Given a set of real valued points $C:=\{x_i\colon\ i\in I\}$ where $I$ is a countable index set, I want to construct a probability space $(\Omega, \mathcal{A}, P)$ and a random variable $X\colon \Omega\rightarrow C$ such that $$P[X=x_i]=p_i$$ with $p_i\ge 0 ,\forall i\in I$ and $\sum_{i\in I} p_i=1$.
Here are my solutions:
1:
Set $(\Omega, \mathcal{A}, P)=(C,2^C, \mu)$ where $\mu(A):=\sum_{x_i\in A}p_i$ for a $A\in 2^C$. Then just pick $X=id$ and since the identity is always measurable we are done.
2:
Set $(\Omega,\mathcal{A},P)= (N|_I, \mathcal{B}(\mathbb{N}), \mu)$ with $\mu(A):=\sum_{i\in I} p_i\delta_{\{i\}}$ for $A\in\mathcal{B}(\mathbb{N)}$. I then define $X(i)=x_i$.
Are these examples correct? Is there a more systematic way to solve this problem (also for the continuous case)?

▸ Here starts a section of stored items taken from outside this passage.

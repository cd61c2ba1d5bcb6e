use utils::error::Result;

pub trait Quantizer {
    type QuantizedT;

    fn quantize(&self, value: &[f32]) -> Result<Vec<Self::QuantizedT>>;

    /// Number of codes produced per vector.
    fn quantized_dimension(&self) -> usize;

    /// Get the approximation of the original vector from the quantized vector.
    fn original_vector(&self, quantized_vector: &[Self::QuantizedT]) -> Result<Vec<f32>>;
}
use criterion::{black_box, criterion_group, criterion_main, BenchmarkId, Criterion};
use quantization::rvq::rvq::ResidualQuantizerConfig;
use quantization::rvq::rvq_builder::ResidualQuantizerBuilder;
use utils::kmeans::kmeans::IterationPolicy;
use utils::kmeans::seeding::SeedingType;
use utils::test_utils::{generate_random_vector, generate_seeded_dataset};

fn bench_rvq_encode(c: &mut Criterion) {
    let mut group = c.benchmark_group("RVQ Encode");
    let dimension = 128;
    let flattened = generate_seeded_dataset(4096, dimension, 1016);
    for num_stages in [1, 2, 4, 8].iter() {
        let mut builder = ResidualQuantizerBuilder::new(ResidualQuantizerConfig {
            dimension,
            num_stages: *num_stages,
            num_centroids: 256,
            iterations_per_stage: 5,
            iteration_policy: IterationPolicy::Fixed,
            seeding: SeedingType::FirstPoints,
            seed: 0,
        });
        flattened
            .chunks_exact(dimension)
            .for_each(|row| builder.add(row.to_vec()));
        let (rq, _) = builder.build().expect("Failed to build ResidualQuantizer");

        let point = generate_random_vector(dimension);
        let codes = rq.encode(&point).expect("Failed to encode");
        group.bench_with_input(
            BenchmarkId::new("encode", num_stages),
            num_stages,
            |bencher, _| bencher.iter(|| rq.encode(black_box(&point))),
        );
        group.bench_with_input(
            BenchmarkId::new("decode", num_stages),
            num_stages,
            |bencher, _| bencher.iter(|| rq.decode(black_box(&codes))),
        );
    }
    group.finish();
}

criterion_group!(benches, bench_rvq_encode);
criterion_main!(benches);
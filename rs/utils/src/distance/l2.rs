use crate::error::{check_dimension, Result};

/// Trait for calculating the squared distance between two vectors. An optimization for when the true
/// L2 distance is not needed.
///
/// Implementations do not validate lengths. Callers validate dimensions once up front.
pub trait CalculateSquared {
    fn calculate_squared(&self, a: &[f32], b: &[f32]) -> f32;
}

#[derive(Debug, Default, Clone, Copy)]
pub struct L2DistanceCalculator {}

impl L2DistanceCalculator {
    pub fn new() -> Self {
        Self {}
    }

    pub fn calculate_scalar(&self, a: &[f32], b: &[f32]) -> f32 {
        self.calculate_squared(a, b).sqrt()
    }
}

impl CalculateSquared for L2DistanceCalculator {
    fn calculate_squared(&self, a: &[f32], b: &[f32]) -> f32 {
        a.iter()
            .zip(b.iter())
            .map(|(&x, &y)| {
                let diff = x - y;
                diff * diff
            })
            .sum::<f32>()
    }
}

/// Sum of element-wise squared differences.
pub fn squared_distance(a: &[f32], b: &[f32]) -> Result<f32> {
    check_dimension(a.len(), b.len())?;
    Ok(L2DistanceCalculator::new().calculate_squared(a, b))
}

pub fn norm_squared(x: &[f32]) -> f32 {
    x.iter().map(|v| v * v).sum::<f32>()
}

pub fn l2_norm(x: &[f32]) -> f32 {
    norm_squared(x).sqrt()
}

/// Scales `x` to unit length and returns its original norm. A zero vector is left untouched.
pub fn normalize_in_place(x: &mut [f32]) -> f32 {
    let norm = l2_norm(x);
    if norm == 0.0 {
        return norm;
    }
    x.iter_mut().for_each(|v| *v /= norm);
    norm
}

/// Returns `x / ||x||`, or `x` unchanged when its norm is exactly zero.
pub fn normalize(x: &[f32]) -> Vec<f32> {
    let mut result = x.to_vec();
    normalize_in_place(&mut result);
    result
}

#[cfg(test)]
mod tests {
    use approx::assert_relative_eq;

    use super::*;
    use crate::error::QuantizationError;
    use crate::test_utils::generate_random_vector;

    #[test]
    fn test_squared_distance() {
        let a = [1.0, 2.0, 3.0];
        let b = [4.0, 6.0, 3.0];
        assert_eq!(squared_distance(&a, &b).unwrap(), 25.0);
        assert_eq!(squared_distance(&a, &a).unwrap(), 0.0);
    }

    #[test]
    fn test_squared_distance_dimension_mismatch() {
        let err = squared_distance(&[1.0, 2.0], &[1.0, 2.0, 3.0]).unwrap_err();
        assert_eq!(
            err,
            QuantizationError::DimensionMismatch {
                expected: 2,
                actual: 3
            }
        );
    }

    #[test]
    fn test_l2_impls() {
        let a = generate_random_vector(128);
        let b = generate_random_vector(128);

        let distance_calculator = L2DistanceCalculator::new();
        let squared = distance_calculator.calculate_squared(&a, &b);
        let distance = distance_calculator.calculate_scalar(&a, &b);
        assert_relative_eq!(distance * distance, squared, max_relative = 1e-5);
        assert_relative_eq!(squared_distance(&a, &b).unwrap(), squared);
    }

    #[test]
    fn test_normalize() {
        let x = [3.0, 4.0];
        let n = normalize(&x);
        assert_relative_eq!(n[0], 0.6);
        assert_relative_eq!(n[1], 0.8);
        assert_relative_eq!(l2_norm(&n), 1.0, max_relative = 1e-6);

        let mut y = x.to_vec();
        let norm = normalize_in_place(&mut y);
        assert_relative_eq!(norm, 5.0);
        assert_eq!(y, n);
    }

    #[test]
    fn test_normalize_zero_vector_is_unchanged() {
        let zero = vec![0.0; 4];
        assert_eq!(normalize(&zero), zero);

        let mut z = zero.clone();
        assert_eq!(normalize_in_place(&mut z), 0.0);
        assert_eq!(z, zero);
    }
}
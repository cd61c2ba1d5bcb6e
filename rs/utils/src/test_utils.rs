use rand::rngs::StdRng;
use rand::{Rng, SeedableRng};

use crate::distance::l2::normalize_in_place;

// Generate a random vector with a given dimension
pub fn generate_random_vector(dimension: usize) -> Vec<f32> {
    let mut rng = rand::thread_rng();
    let mut vector = vec![];
    for _ in 0..dimension {
        vector.push(rng.gen::<f32>());
    }
    vector
}

/// Flattened `num_points x dimension` dataset drawn uniformly from [0, 1) with a fixed seed.
pub fn generate_seeded_dataset(num_points: usize, dimension: usize, seed: u64) -> Vec<f32> {
    let mut rng = StdRng::seed_from_u64(seed);
    (0..num_points * dimension)
        .map(|_| rng.gen::<f32>())
        .collect()
}

/// Same as `generate_seeded_dataset`, with every row scaled to unit length.
pub fn generate_seeded_unit_vectors(num_points: usize, dimension: usize, seed: u64) -> Vec<f32> {
    let mut data = generate_seeded_dataset(num_points, dimension, seed);
    data.chunks_exact_mut(dimension).for_each(|row| {
        normalize_in_place(row);
    });
    data
}
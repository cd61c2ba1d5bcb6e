pub mod l2;
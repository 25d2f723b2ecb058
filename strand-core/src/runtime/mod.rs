//! Cooperative Task Runtime
//!
//! This module implements the single execution timeline: tasks, the
//! scheduler that orders them, interrupt delivery, and the per-thread task
//! context used for attributing side effects.
//!
//! # Concepts
//!
//! ## Tasks
//!
//! A [`Task`] either runs to completion in one scheduler turn, or returns a
//! [`Resumable`] computation that is advanced one [`Step`] per turn. Long
//! running node computations must be resumable, otherwise they stall the
//! whole timeline.
//!
//! ## Queue and Stack
//!
//! Independently submitted tasks wait in a FIFO queue. Tasks spawned while
//! another task runs go onto a LIFO stack, which is always drained first.
//!
//! ## Interrupts
//!
//! Interrupts are raised from any thread and delivered at checkpoints. They
//! cancel the running step but keep every other pending task. A
//! [`NoInterrupt`] guard shields a critical sequence.
//!
//! # Thread Safety
//!
//! The [`Scheduler`] and the state it drives live on one thread. Other
//! threads only hold a [`SchedulerHandle`], whose operations never block.

mod context;
mod interrupt;
mod scheduler;
mod task;

pub use context::TaskScope;
pub use interrupt::NoInterrupt;
pub use scheduler::{Failure, Scheduler, SchedulerHandle};
pub use task::{Outcome, Resumable, Step, Task, TaskId};
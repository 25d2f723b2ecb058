//! Attribute observation.
//!
//! Externally visible graph state (labels, port lists, readiness flags) is
//! published as [`Change`] records to registered [`ChangeSink`]s. A state
//! synchronization layer subscribes here to mirror the graph remotely.
//!
//! Each change carries the id of the task that was running when it was made,
//! so observers can group one task's side effects into a single undoable unit
//! (see [`ChangeLog::by_task`]).

use std::sync::atomic::{AtomicU64, Ordering};
use std::sync::Arc;

use indexmap::IndexMap;
use parking_lot::Mutex;
use serde::Serialize;

use crate::graph::{EdgeId, NodeId, PortRef};
use crate::runtime::{TaskId, TaskScope};
use crate::value::Value;

/// What a change is about.
#[derive(Debug, Clone, PartialEq, Serialize)]
#[serde(tag = "kind", content = "id", rename_all = "snake_case")]
pub enum Subject {
    Node(NodeId),
    Port(PortRef),
    Edge(EdgeId),
}

/// One published attribute write.
#[derive(Debug, Clone, PartialEq, Serialize)]
pub struct Change {
    /// The task that made the write, `None` outside the timeline.
    pub task: Option<TaskId>,
    pub subject: Subject,
    pub attribute: &'static str,
    pub value: Value,
}

/// Receiver of published changes.
///
/// This is the write half of attribute access only. Current values are read
/// through the [`Graph`](crate::graph::Graph) accessors (`node`, `edge`,
/// `input_port`, `output_port`), which a sink can consult once it is back on
/// the scheduler timeline.
pub trait ChangeSink: Send + Sync {
    fn publish(&self, change: &Change);
}

impl<F> ChangeSink for F
where
    F: Fn(&Change) + Send + Sync,
{
    fn publish(&self, change: &Change) {
        self(change)
    }
}

/// Unique identifier for a sink registration.
#[derive(Debug, Clone, Copy, PartialEq, Eq, Hash)]
pub struct SubscriptionId(u64);

impl SubscriptionId {
    fn new() -> Self {
        static COUNTER: AtomicU64 = AtomicU64::new(0);
        Self(COUNTER.fetch_add(1, Ordering::Relaxed))
    }
}

/// Fan-out of changes to every registered sink.
#[derive(Default)]
pub struct Publisher {
    sinks: Vec<(SubscriptionId, Arc<dyn ChangeSink>)>,
}

impl Publisher {
    pub fn new() -> Self {
        Self::default()
    }

    pub fn subscribe(&mut self, sink: Arc<dyn ChangeSink>) -> SubscriptionId {
        let id = SubscriptionId::new();
        self.sinks.push((id, sink));
        id
    }

    /// Returns `false` if the subscription was unknown.
    pub fn unsubscribe(&mut self, id: SubscriptionId) -> bool {
        let before = self.sinks.len();
        self.sinks.retain(|(sub, _)| *sub != id);
        self.sinks.len() != before
    }

    pub fn is_observed(&self) -> bool {
        !self.sinks.is_empty()
    }

    /// Publish a write. The value is only built when someone is listening.
    pub fn publish(&self, subject: Subject, attribute: &'static str, value: impl FnOnce() -> Value) {
        if self.sinks.is_empty() {
            return;
        }
        let change = Change {
            task: TaskScope::current(),
            subject,
            attribute,
            value: value(),
        };
        for (_, sink) in &self.sinks {
            sink.publish(&change);
        }
    }
}

impl std::fmt::Debug for Publisher {
    fn fmt(&self, f: &mut std::fmt::Formatter<'_>) -> std::fmt::Result {
        f.debug_struct("Publisher")
            .field("sinks", &self.sinks.len())
            .finish()
    }
}

/// A sink that records every change it receives.
#[derive(Debug, Default)]
pub struct ChangeLog {
    changes: Mutex<Vec<Change>>,
}

impl ChangeLog {
    pub fn new() -> Arc<Self> {
        Arc::new(Self::default())
    }

    pub fn changes(&self) -> Vec<Change> {
        self.changes.lock().clone()
    }

    pub fn take(&self) -> Vec<Change> {
        std::mem::take(&mut *self.changes.lock())
    }

    /// Changes made by one task, in publication order.
    pub fn for_task(&self, task: TaskId) -> Vec<Change> {
        self.changes
            .lock()
            .iter()
            .filter(|change| change.task == Some(task))
            .cloned()
            .collect()
    }

    /// Changes grouped by the task that made them, in first-seen order.
    pub fn by_task(&self) -> IndexMap<Option<TaskId>, Vec<Change>> {
        let mut groups: IndexMap<Option<TaskId>, Vec<Change>> = IndexMap::new();
        for change in self.changes.lock().iter() {
            groups.entry(change.task).or_default().push(change.clone());
        }
        groups
    }
}

impl ChangeSink for ChangeLog {
    fn publish(&self, change: &Change) {
        self.changes.lock().push(change.clone());
    }
}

In my book I saw a theorem, that for every distribution function $F$ there is always a random variable and a probability space, such that $F_X=F$, meaning there is always a random variable which has the given distribution. Now the correspondence principle states that I can find a unique probability measure for every distribution function and vice versa. Do these two theorems combined give me the assurance, that for every probability distribution $P$ I can always find a random variable $X$ such that $P=P_X$?